**Problem**
Please state how many lines in the records that follow include "ProtocolMismatch", with no other output.

[Dataset entries]

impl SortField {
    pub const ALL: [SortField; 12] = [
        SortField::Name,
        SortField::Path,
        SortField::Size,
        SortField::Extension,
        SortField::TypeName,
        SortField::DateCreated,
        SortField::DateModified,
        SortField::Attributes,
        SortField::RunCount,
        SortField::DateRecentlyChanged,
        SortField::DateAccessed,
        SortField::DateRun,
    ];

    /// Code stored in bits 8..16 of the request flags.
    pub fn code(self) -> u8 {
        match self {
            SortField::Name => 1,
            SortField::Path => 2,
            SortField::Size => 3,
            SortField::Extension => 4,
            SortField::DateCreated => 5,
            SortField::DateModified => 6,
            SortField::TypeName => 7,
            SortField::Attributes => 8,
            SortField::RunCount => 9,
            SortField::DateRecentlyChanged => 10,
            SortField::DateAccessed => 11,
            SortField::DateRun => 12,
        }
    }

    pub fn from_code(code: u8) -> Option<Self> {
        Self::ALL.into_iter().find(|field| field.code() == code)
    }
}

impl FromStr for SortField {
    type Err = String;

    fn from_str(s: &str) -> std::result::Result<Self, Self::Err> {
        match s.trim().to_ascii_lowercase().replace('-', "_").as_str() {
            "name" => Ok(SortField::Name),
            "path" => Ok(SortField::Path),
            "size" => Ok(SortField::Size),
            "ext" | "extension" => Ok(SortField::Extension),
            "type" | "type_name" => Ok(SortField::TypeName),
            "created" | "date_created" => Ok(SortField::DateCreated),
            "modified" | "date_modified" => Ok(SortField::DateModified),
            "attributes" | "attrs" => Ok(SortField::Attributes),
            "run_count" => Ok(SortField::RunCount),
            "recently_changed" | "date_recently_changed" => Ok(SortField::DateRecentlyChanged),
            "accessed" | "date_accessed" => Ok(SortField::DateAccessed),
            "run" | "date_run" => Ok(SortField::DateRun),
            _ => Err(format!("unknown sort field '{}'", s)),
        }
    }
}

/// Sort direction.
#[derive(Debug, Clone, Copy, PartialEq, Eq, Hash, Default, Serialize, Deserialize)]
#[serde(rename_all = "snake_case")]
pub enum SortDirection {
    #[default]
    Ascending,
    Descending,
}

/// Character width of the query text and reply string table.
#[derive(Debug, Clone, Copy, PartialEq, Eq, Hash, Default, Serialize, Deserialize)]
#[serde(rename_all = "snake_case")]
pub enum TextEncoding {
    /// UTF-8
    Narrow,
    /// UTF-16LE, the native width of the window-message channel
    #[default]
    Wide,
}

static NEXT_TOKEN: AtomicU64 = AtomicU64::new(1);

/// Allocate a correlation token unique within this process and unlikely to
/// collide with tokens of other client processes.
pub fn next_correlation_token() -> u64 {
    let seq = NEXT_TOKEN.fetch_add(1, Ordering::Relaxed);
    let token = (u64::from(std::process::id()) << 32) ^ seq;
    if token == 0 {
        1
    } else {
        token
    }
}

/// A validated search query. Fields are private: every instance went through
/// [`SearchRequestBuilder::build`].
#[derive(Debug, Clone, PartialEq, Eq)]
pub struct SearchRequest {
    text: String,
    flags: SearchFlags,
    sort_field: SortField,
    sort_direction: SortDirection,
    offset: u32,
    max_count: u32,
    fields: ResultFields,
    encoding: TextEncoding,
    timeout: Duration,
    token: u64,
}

---

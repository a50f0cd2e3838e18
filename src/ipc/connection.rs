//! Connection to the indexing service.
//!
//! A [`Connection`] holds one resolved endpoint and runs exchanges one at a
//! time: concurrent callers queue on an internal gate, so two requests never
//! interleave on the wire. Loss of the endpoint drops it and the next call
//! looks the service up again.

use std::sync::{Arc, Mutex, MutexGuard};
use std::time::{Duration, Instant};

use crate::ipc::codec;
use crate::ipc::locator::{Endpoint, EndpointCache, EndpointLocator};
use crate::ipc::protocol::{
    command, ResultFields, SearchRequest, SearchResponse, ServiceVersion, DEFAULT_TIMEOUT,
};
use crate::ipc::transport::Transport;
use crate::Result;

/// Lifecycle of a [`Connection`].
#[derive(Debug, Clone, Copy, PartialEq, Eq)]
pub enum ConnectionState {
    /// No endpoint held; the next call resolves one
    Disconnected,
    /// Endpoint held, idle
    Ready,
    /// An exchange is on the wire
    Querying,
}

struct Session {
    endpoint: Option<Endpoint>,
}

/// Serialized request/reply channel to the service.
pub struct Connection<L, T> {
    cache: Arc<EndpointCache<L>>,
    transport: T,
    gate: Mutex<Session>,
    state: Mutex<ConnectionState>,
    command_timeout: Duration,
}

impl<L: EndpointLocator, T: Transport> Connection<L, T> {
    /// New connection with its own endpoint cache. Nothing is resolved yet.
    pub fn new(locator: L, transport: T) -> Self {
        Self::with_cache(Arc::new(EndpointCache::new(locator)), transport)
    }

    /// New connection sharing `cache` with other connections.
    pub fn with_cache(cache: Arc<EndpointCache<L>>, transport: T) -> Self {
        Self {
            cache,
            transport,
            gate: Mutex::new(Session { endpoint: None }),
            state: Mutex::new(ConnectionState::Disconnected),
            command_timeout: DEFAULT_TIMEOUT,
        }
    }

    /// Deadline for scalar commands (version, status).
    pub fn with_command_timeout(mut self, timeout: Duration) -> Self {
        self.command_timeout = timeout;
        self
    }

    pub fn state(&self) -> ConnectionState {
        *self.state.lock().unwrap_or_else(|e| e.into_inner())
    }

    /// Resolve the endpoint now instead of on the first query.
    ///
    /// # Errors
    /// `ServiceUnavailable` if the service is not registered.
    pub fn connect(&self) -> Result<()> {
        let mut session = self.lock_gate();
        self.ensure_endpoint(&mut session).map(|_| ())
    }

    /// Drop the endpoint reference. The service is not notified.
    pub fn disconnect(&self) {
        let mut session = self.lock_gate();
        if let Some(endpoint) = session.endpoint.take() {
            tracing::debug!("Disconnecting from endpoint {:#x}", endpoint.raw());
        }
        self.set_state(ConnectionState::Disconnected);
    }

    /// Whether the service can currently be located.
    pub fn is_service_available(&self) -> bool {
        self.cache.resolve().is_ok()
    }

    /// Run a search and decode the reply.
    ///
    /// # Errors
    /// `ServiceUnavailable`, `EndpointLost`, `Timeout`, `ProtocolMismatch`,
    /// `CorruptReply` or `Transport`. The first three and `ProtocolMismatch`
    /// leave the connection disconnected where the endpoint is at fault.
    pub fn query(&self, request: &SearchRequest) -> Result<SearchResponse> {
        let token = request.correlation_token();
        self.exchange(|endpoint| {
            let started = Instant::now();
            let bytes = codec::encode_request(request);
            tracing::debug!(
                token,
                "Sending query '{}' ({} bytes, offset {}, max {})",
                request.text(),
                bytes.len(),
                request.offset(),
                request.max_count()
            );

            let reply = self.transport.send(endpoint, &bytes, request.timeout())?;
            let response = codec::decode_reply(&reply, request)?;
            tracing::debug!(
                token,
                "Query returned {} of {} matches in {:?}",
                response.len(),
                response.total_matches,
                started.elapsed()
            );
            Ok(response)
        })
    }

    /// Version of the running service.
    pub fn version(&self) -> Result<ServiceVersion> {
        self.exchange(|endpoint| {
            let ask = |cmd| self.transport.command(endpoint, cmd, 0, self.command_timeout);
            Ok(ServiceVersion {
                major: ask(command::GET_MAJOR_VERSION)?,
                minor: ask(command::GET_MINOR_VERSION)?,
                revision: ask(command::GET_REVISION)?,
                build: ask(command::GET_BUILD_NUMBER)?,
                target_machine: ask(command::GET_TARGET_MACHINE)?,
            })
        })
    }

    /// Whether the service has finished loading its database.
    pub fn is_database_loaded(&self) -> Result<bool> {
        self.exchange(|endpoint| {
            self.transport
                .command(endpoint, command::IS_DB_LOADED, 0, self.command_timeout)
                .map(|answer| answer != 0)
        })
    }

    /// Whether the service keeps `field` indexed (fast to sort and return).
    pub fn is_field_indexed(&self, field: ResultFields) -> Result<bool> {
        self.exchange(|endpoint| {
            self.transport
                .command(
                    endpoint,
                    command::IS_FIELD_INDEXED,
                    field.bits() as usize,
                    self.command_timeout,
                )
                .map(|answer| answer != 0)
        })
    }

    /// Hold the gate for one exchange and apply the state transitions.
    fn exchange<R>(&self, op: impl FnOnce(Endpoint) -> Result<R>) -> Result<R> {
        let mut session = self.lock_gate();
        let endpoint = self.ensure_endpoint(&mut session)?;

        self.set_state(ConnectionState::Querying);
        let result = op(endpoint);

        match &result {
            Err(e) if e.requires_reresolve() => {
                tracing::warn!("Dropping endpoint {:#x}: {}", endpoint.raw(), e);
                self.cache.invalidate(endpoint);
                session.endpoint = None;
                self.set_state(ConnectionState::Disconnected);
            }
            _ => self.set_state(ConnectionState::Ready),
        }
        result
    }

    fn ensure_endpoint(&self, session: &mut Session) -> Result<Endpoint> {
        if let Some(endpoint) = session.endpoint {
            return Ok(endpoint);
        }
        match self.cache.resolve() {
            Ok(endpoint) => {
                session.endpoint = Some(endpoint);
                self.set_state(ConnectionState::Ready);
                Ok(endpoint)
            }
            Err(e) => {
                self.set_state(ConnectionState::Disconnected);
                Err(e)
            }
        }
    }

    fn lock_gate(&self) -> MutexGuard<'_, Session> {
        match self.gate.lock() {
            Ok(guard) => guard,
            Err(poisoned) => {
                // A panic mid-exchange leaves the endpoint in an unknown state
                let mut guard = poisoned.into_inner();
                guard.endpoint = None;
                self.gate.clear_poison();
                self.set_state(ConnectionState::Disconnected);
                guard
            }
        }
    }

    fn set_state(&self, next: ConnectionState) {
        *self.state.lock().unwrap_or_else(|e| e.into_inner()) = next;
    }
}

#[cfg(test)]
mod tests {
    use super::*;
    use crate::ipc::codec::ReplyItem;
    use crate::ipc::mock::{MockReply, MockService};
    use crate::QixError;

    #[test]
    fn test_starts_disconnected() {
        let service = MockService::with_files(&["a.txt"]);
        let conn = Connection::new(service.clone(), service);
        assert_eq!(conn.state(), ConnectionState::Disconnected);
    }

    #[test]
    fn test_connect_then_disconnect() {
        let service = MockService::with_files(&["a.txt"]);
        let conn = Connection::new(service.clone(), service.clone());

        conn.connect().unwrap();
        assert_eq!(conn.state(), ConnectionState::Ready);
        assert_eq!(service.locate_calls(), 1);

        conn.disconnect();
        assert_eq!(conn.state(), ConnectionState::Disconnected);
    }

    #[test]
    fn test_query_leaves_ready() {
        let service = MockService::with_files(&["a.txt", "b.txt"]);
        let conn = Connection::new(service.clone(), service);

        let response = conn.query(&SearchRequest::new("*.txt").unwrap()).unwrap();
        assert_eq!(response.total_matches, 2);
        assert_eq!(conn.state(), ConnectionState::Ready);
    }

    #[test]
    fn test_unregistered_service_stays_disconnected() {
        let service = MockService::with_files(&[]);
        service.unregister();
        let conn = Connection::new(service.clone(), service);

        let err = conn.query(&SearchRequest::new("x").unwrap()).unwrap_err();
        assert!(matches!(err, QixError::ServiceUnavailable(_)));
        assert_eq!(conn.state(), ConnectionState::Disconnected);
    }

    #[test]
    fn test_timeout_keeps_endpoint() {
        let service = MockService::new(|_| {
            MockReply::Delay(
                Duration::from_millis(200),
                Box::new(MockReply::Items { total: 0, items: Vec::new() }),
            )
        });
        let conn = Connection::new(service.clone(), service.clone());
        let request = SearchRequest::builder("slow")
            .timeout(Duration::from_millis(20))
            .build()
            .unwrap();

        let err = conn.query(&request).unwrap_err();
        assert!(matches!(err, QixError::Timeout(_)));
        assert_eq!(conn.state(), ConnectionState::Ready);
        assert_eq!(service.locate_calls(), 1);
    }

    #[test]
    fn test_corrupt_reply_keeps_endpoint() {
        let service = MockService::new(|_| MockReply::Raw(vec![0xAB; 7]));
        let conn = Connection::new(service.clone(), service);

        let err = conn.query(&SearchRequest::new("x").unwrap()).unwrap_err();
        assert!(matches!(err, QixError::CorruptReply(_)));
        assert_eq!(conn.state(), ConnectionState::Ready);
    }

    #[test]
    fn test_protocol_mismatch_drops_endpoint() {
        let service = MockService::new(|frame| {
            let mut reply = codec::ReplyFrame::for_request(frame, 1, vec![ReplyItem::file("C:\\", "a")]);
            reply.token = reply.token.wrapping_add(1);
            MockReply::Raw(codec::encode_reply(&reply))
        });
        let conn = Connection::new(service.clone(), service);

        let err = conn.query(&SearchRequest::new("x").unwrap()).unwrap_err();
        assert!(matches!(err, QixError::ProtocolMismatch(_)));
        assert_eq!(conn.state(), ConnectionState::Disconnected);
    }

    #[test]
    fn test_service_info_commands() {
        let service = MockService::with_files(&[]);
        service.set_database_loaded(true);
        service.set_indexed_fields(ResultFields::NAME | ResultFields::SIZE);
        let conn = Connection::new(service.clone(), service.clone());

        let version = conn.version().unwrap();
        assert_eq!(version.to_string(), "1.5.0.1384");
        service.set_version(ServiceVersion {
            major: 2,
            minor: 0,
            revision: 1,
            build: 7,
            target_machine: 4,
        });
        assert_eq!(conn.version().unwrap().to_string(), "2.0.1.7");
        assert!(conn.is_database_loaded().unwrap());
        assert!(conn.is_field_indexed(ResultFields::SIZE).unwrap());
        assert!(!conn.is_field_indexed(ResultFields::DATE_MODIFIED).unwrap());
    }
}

**Task solution**
3